From context, I'm going to assume you meant a tunable is _NOT_ needed here. ;-)

-Doug
Re: [PATCH v2] neighbour: Don't let neigh_forced_gc() disable preemption for long
Posted by Doug Anderson 2 years ago
Hi,

On Tue, Dec 5, 2023 at 7:39 PM Judy Hsiao <judyhsiao@chromium.org> wrote:
>
> We are seeing cases where neigh_cleanup_and_release() is called by
> neigh_forced_gc() many times in a row with preemption turned off.
> When running on a low powered CPU at a low CPU frequency, this has
> been measured to keep preemption off for ~10 ms.

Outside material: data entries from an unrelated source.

fn decode_value_from_marker(marker: Marker, reader: &mut Bytes<'_>) -> Result<Value> {
    use rmp::decode::RmpRead;

    let value = match marker {
        Marker::Null => Value::Nil,
        Marker::True => Value::Bool(true),
        Marker::False => Value::Bool(false),
        Marker::FixPos(v) => Value::UInt(u64::from(v)),
        Marker::FixNeg(v) => Value::Int(i64::from(v)),
        Marker::U8 => Value::UInt(u64::from(reader.read_data_u8().map_err(data_err)?)),
        Marker::U16 => Value::UInt(u64::from(reader.read_data_u16().map_err(data_err)?)),
        Marker::U32 => Value::UInt(u64::from(reader.read_data_u32().map_err(data_err)?)),
        Marker::U64 => Value::UInt(reader.read_data_u64().map_err(data_err)?),
        Marker::I8 => Value::Int(i64::from(reader.read_data_i8().map_err(data_err)?)),
        Marker::I16 => Value::Int(i64::from(reader.read_data_i16().map_err(data_err)?)),
        Marker::I32 => Value::Int(i64::from(reader.read_data_i32().map_err(data_err)?)),
        Marker::I64 => Value::Int(reader.read_data_i64().map_err(data_err)?),
        Marker::F32 => Value::Float(f64::from(reader.read_data_f32().map_err(data_err)?)),
        Marker::F64 => Value::Float(reader.read_data_f64().map_err(data_err)?),
        Marker::FixStr(len) => Value::Str(read_bytes(reader, u32::from(len))?),
        Marker::Str8 => {
            let len = reader.read_data_u8().map_err(data_err)?;
            Value::Str(read_bytes(reader, u32::from(len))?)
        }
        Marker::Str16 => {
            let len = reader.read_data_u16().map_err(data_err)?;
            Value::Str(read_bytes(reader, u32::from(len))?)
        }
        Marker::Str32 => {
            let len = reader.read_data_u32().map_err(data_err)?;
            Value::Str(read_bytes(reader, len)?)
        }
        Marker::Bin8 => {
            let len = reader.read_data_u8().map_err(data_err)?;
            Value::Bin(read_bytes(reader, u32::from(len))?)
        }
        Marker::Bin16 => {
            let len = reader.read_data_u16().map_err(data_err)?;
            Value::Bin(read_bytes(reader, u32::from(len))?)
        }
        Marker::Bin32 => {
            let len = reader.read_data_u32().map_err(data_err)?;
            Value::Bin(read_bytes(reader, len)?)
        }
        Marker::FixArray(len) => decode_array(reader, u32::from(len))?,
        Marker::Array16 => {
            let len = reader.read_data_u16().map_err(data_err)?;
            decode_array(reader, u32::from(len))?
        }
        Marker::Array32 => {
            let len = reader.read_data_u32().map_err(data_err)?;
            decode_array(reader, len)?
        }
        Marker::FixMap(len) => decode_map(reader, u32::from(len))?,
        Marker::Map16 => {
            let len = reader.read_data_u16().map_err(data_err)?;
            decode_map(reader, u32::from(len))?
        }
        Marker::Map32 => {
            let len = reader.read_data_u32().map_err(data_err)?;
            decode_map(reader, len)?
        }
        Marker::FixExt1 => decode_ext(reader, 1)?,
        Marker::FixExt2 => decode_ext(reader, 2)?,
        Marker::FixExt4 => decode_ext(reader, 4)?,
        Marker::FixExt8 => decode_ext(reader, 8)?,
        Marker::FixExt16 => decode_ext(reader, 16)?,
        Marker::Ext8 => {
            let len = reader.read_data_u8().map_err(data_err)?;
            decode_ext(reader, u32::from(len))?
        }
        Marker::Ext16 => {
            let len = reader.read_data_u16().map_err(data_err)?;
            decode_ext(reader, u32::from(len))?
        }
        Marker::Ext32 => {
            let len = reader.read_data_u32().map_err(data_err)?;
            decode_ext(reader, len)?
        }
        Marker::Reserved => {
            return Err(DecodeError::InvalidMessageFormat(
                "reserved marker 0xc1 is never valid MessagePack".to_string(),
            )
            .into());
        }
    };
    Ok(value)
}

fn decode_array(reader: &mut Bytes<'_>, len: u32) -> Result<Value> {
    let mut items = Vec::with_capacity(sane_capacity(len));
    for _ in 0..len {
        items.push(decode_value(reader)?);
    }
    Ok(Value::Array(items))
}

fn decode_map(reader: &mut Bytes<'_>, len: u32) -> Result<Value> {
    let mut entries = Vec::with_capacity(sane_capacity(len));
    for _ in 0..len {
        let key = decode_value(reader)?;
        let val = decode_value(reader)?;
        entries.push((key, val));
    }
    Ok(Value::Map(entries))
}

fn decode_ext(reader: &mut Bytes<'_>, len: u32) -> Result<Value> {
    use rmp::decode::RmpRead;

    let typ = reader.read_data_i8().map_err(data_err)?;
    let data = read_bytes(reader, len)?;
    if typ == EXT_TYPE_TIMESTAMP {
        decode_timestamp(&data)
    } else {
        Ok(Value::Ext { typ, data })
    }
}

/// Decode the MessagePack timestamp extension's three wire forms (32-bit
/// seconds-only, 64-bit combined, 96-bit separate nanoseconds+seconds).
fn decode_timestamp(data: &[u8]) -> Result<Value> {
    match data.len() {
        4 => {
            let seconds = u32::from_be_bytes(data.try_into().unwrap());
            Ok(Value::Timestamp {
                seconds: i64::from(seconds),
                nanoseconds: 0,
            })
        }
        8 => {
            let combined = u64::from_be_bytes(data.try_into().unwrap());
            let nanoseconds = (combined >> 34) as u32;
            let seconds = (combined & 0x0000_0003_ffff_ffff) as i64;
            Ok(Value::Timestamp {
                seconds,
                nanoseconds,
            })
        }
        12 => {
            let nanoseconds = u32::from_be_bytes(data[0..4].try_into().unwrap());
            let seconds = i64::from_be_bytes(data[4..12].try_into().unwrap());
            Ok(Value::Timestamp {
                seconds,
                nanoseconds,
            })
        }
        other => Err(DecodeError::InvalidFieldType(format!(
            "timestamp extension has unsupported length {other}"
        ))
        .into()),
    }
}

That's not great on a
> system with HZ=1000 which expects tasks to be able to schedule in
> with ~1ms latency.
>
> Suggested-by: Douglas Anderson <dianders@chromium.org>
> Signed-off-by: Judy Hsiao <judyhsiao@chromium.org>
>
> ---
>
> Changes in v2:
> - Use ktime_get_ns() for timeout calculation instead of jiffies.
>
>  net/core/neighbour.c | 9 ++++++++-
>  1 file changed, 8 insertions(+), 1 deletion(-)

Though as evidenced by the discussion in v1 I'm not versed enough in
this code for it to mean much, the patch nonetheless looks reasonable
to me. I'm happy enough with:

Reviewed-by: Douglas Anderson <dianders@chromium.org>
Re: [PATCH v2] neighbour: Don't let neigh_forced_gc() disable preemption for long
Posted by Eric Dumazet 2 years ago
On Wed, Dec 6, 2023 at 4:39 AM Judy Hsiao <judyhsiao@chromium.org> wrote:
>
> We are seeing cases where neigh_cleanup_and_release() is called by
> neigh_forced_gc() many times in a row with preemption turned off.
> When running on a low powered CPU at a low CPU frequency, this has
> been measured to keep preemption off for ~10 ms. That's not great on a
> system with HZ=1000 which expects tasks to be able to schedule in
> with ~1ms latency.
>
> Suggested-by: Douglas Anderson <dianders@chromium.org>
> Signed-off-by: Judy Hsiao <judyhsiao@chromium.org>
>
> ---
>
> Changes in v2:
> - Use ktime_get_ns() for timeout calculation instead of jiffies.

SGTM, thanks.
Reviewed-by: Eric Dumazet <edumazet@google.com>
Re: [PATCH v2] neighbour: Don't let neigh_forced_gc() disable preemption for long
Posted by David Ahern 2 years ago
On 12/5/23 8:38 PM, Judy Hsiao wrote:
> We are seeing cases where neigh_cleanup_and_release() is called by
> neigh_forced_gc() many times in a row with preemption turned off.
> When running on a low powered CPU at a low CPU frequency, this has
> been measured to keep preemption off for ~10 ms. That's not great on a
> system with HZ=1000 which expects tasks to be able to schedule in
> with ~1ms latency.
> 
> Suggested-by: Douglas Anderson <dianders@chromium.org>
> Signed-off-by: Judy Hsiao <judyhsiao@chromium.org>
> 
> ---
> 
> Changes in v2:
> - Use ktime_get_ns() for timeout calculation instead of jiffies.
> 
>  net/core/neighbour.c | 9 ++++++++-
>  1 file changed, 8 insertions(+), 1 deletion(-)
> 


Reviewed-by: David Ahern <dsahern@kernel.org>